RNA - “On behalf of the Armed Forces and the entire prudent people of the Islamic Iran, we tell the corrupt and rogue US government that the trend toward the boosting of Iran’s defensive power in order to counter America’s corrupt regime will continue unabated and with more motivation and determination,” said Brigadier General Massoud Jazayeri, who is the chief spokesman for Iran’s Armed Forces, on Friday.
The remarks came hours after Trump delivered a speech in which he said he was authorizing the US Treasury Department to impose further sanctions on “the entire” IRGC for what he claimed was “its support for terrorism.” Trump stopped short of designating the IRGC as “a foreign terrorist organization,” however, as some reports had indicated he would do.
‘All in good time’
The IRGC is a branch of the Iranian Armed Forces, a standing army of a United Nations member state. It has been effectively providing advisory military support for the elected governments of Iraq and Syria in their battles against various groups of extremist militants. Some of those militant groups receive logistical, financial, and other forms of support from the US government, particularly in Syria, where Washington has attempted but failed to have the Syrian government toppled.
Brigadier General Jazayeri said there was more to come for Trump.
“The IRGC is today more powerfully disrupting US leaders’ filthy schemes one after another, and on the rest of this path, many things remain unsaid, [but] the Trump administration will see their outward manifestations all in good time,” he said.

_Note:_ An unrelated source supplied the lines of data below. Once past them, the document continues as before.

//! Persona classification
//!
//! An ordered rule cascade over signals. Rules are evaluated top to bottom and
//! the first match wins; if nothing matches the user falls back to
//! `savings_builder` at priority 99, so classification is total.

use serde::{Deserialize, Serialize};
use tracing::debug;

use crate::config::PersonaThresholds;
use crate::signals::Signals;

/// Priority reported by the fallback persona
pub const DEFAULT_PRIORITY: u32 = 99;

/// Reason reported by the fallback persona
pub const DEFAULT_REASON: &str = "default to education on goals & automation";

/// Persona labels
#[derive(Debug, Clone, Copy, PartialEq, Eq, Hash, Serialize, Deserialize)]
#[serde(rename_all = "snake_case")]
pub enum PersonaKey {
    HighUtilization,
    VariableIncome,
    SubscriptionHeavy,
    SavingsBuilder,
    LowCushionOptimizer,
}

impl PersonaKey {
    pub fn as_str(&self) -> &'static str {
        match self {
            Self::HighUtilization => "high_utilization",
            Self::VariableIncome => "variable_income",
            Self::SubscriptionHeavy => "subscription_heavy",
            Self::SavingsBuilder => "savings_builder",
            Self::LowCushionOptimizer => "low_cushion_optimizer",
        }
    }

    pub fn all() -> &'static [PersonaKey] {
        &[
            Self::HighUtilization,
            Self::LowCushionOptimizer,
            Self::VariableIncome,
            Self::SubscriptionHeavy,
            Self::SavingsBuilder,
        ]
    }

    /// Human-friendly label
    pub fn label(&self) -> &'static str {
        match self {
            Self::HighUtilization => "High Utilization",
            Self::VariableIncome => "Variable Income",
            Self::SubscriptionHeavy => "Subscription Heavy",
            Self::SavingsBuilder => "Savings Builder",
            Self::LowCushionOptimizer => "Low Cushion Optimizer",
        }
    }
}

impl std::str::FromStr for PersonaKey {
    type Err = String;

    fn from_str(s: &str) -> Result<Self, Self::Err> {
        match s.to_lowercase().as_str() {
            "high_utilization" => Ok(Self::HighUtilization),
            "variable_income" => Ok(Self::VariableIncome),
            "subscription_heavy" => Ok(Self::SubscriptionHeavy),
            "savings_builder" => Ok(Self::SavingsBuilder),
            "low_cushion_optimizer" => Ok(Self::LowCushionOptimizer),
            _ => Err(format!("Unknown persona: {}", s)),
        }
    }
}

impl std::fmt::Display for PersonaKey {
    fn fmt(&self, f: &mut std::fmt::Formatter<'_>) -> std::fmt::Result {
        write!(f, "{}", self.as_str())
    }
}

/// Assigned persona with the values that triggered it
#[derive(Debug, Clone, PartialEq, Serialize, Deserialize)]
pub struct Persona {
    pub key: PersonaKey,
    pub reason: String,
    pub priority: u32,
}

impl Persona {
    pub fn is_default(&self) -> bool {
        self.priority == DEFAULT_PRIORITY
    }
}

struct Rule {
    key: PersonaKey,
    priority: u32,
    matches: fn(&Signals, &PersonaThresholds) -> bool,
    reason: fn(&Signals, &PersonaThresholds) -> String,
}

/// Declaration order is evaluation order
const RULES: [Rule; 5] = [
    Rule {
        key: PersonaKey::HighUtilization,
        priority: 1,
        matches: |s, t| s.util_max >= t.util_high || s.interest_charges || s.min_pay_only || s.overdue,
        reason: |s, _| {
            format!(
                "util_max={}%, interest={}, min_pay_only={}, overdue={}",
                pct0(s.util_max),
                s.interest_charges,
                s.min_pay_only,
                s.overdue
            )
        },
    },
    Rule {
        key: PersonaKey::LowCushionOptimizer,
        priority: 2,
        matches: |s, t| s.cash_buffer_months < t.buffer_very_low && !s.overdue,
        reason: |s, t| {
            format!(
                "cash_buffer_months={:.2} (< {}) and not overdue",
                s.cash_buffer_months, t.buffer_very_low
            )
        },
    },
    Rule {
        key: PersonaKey::VariableIncome,
        priority: 3,
        matches: |s, t| {
            s.income_median_gap as f64 > t.income_gap_days && s.cash_buffer_months < t.buffer_month_low
        },
        reason: |s, _| {
            format!(
                "income gap={}d and buffer={:.2}mo",
                s.income_median_gap, s.cash_buffer_months
            )
        },
    },
    Rule {
        key: PersonaKey::SubscriptionHeavy,
        priority: 4,
        matches: |s, t| {
            s.subscription_count >= t.subscription_recurring_min
                && (s.monthly_recurring >= t.subscription_monthly_min_usd
                    || s.subscription_share >= t.subscription_share_min)
        },
        reason: |s, _| {
            format!(
                "subs={}, monthly_recurring=${:.0}, share={:.1}%",
                s.subscription_count,
                s.monthly_recurring,
                s.subscription_share * 100.0
            )
        },
    },
    Rule {
        key: PersonaKey::SavingsBuilder,
        priority: 5,
        matches: |s, t| {
            (s.savings_growth_rate >= t.savings_growth_min
                || s.net_savings_inflow >= t.savings_net_inflow_min)
                && s.util_max < t.util_savings_max
        },
        reason: |s, _| {
            format!(
                "growth={:.1}%, inflow=${:.0}/mo, util_max={}%",
                s.savings_growth_rate * 100.0,
                s.net_savings_inflow,
                pct0(s.util_max)
            )
        },
    },
];

fn pct0(ratio: f64) -> i64 {
    (ratio * 100.0).round() as i64
}

/// Assign exactly one persona; never fails
pub fn assign_persona(signals: &Signals, thresholds: &PersonaThresholds) -> Persona {
    let persona = RULES
        .iter()
        .find(|rule| (rule.matches)(signals, thresholds))
        .map(|rule| Persona {
            key: rule.key,
            reason: (rule.reason)(signals, thresholds),
            priority: rule.priority,
        })
        .unwrap_or_else(|| Persona {
            key: PersonaKey::SavingsBuilder,
            reason: DEFAULT_REASON.to_string(),
            priority: DEFAULT_PRIORITY,
        });

    debug!(persona = %persona.key, priority = persona.priority, "Assigned persona");
    persona
}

Iranian President Hassan Rouhani spoke to the nation shortly after Trump’s speech, dismissing the remarks of the American businessman-turned-politician as a “pile of delusional allegations” and defending the IRGC.
Iranian people also took to various social media platforms to express strong solidarity with the IRGC. “#I_am_a_member_of_IRGC” became a popular hashtag on social media minutes after Trump’s speech.
In his Friday speech, Trump also ranted against an international nuclear deal with Iran, saying he would not certify Iranian compliance with it to the Congress and would “terminate” it if he could not “reach a solution working with Congress and our allies” to change the deal.
Iran has made it clear that the deal is not renegotiable, and Trump soon faced a storm of international reactions — including from some of the US’s main allies — over his hostile remarks on Iran and the deal.
The leaders of the UK, France and Germany, which are parties to the Iran deal, issued a statement vowing continued commitment to it.
Under the deal, which has been endorsed by the UN Security Council Resolution 2231, Iran undertook to apply certain limits to its nuclear program in exchange for the termination of all nuclear-related sanctions against Tehran.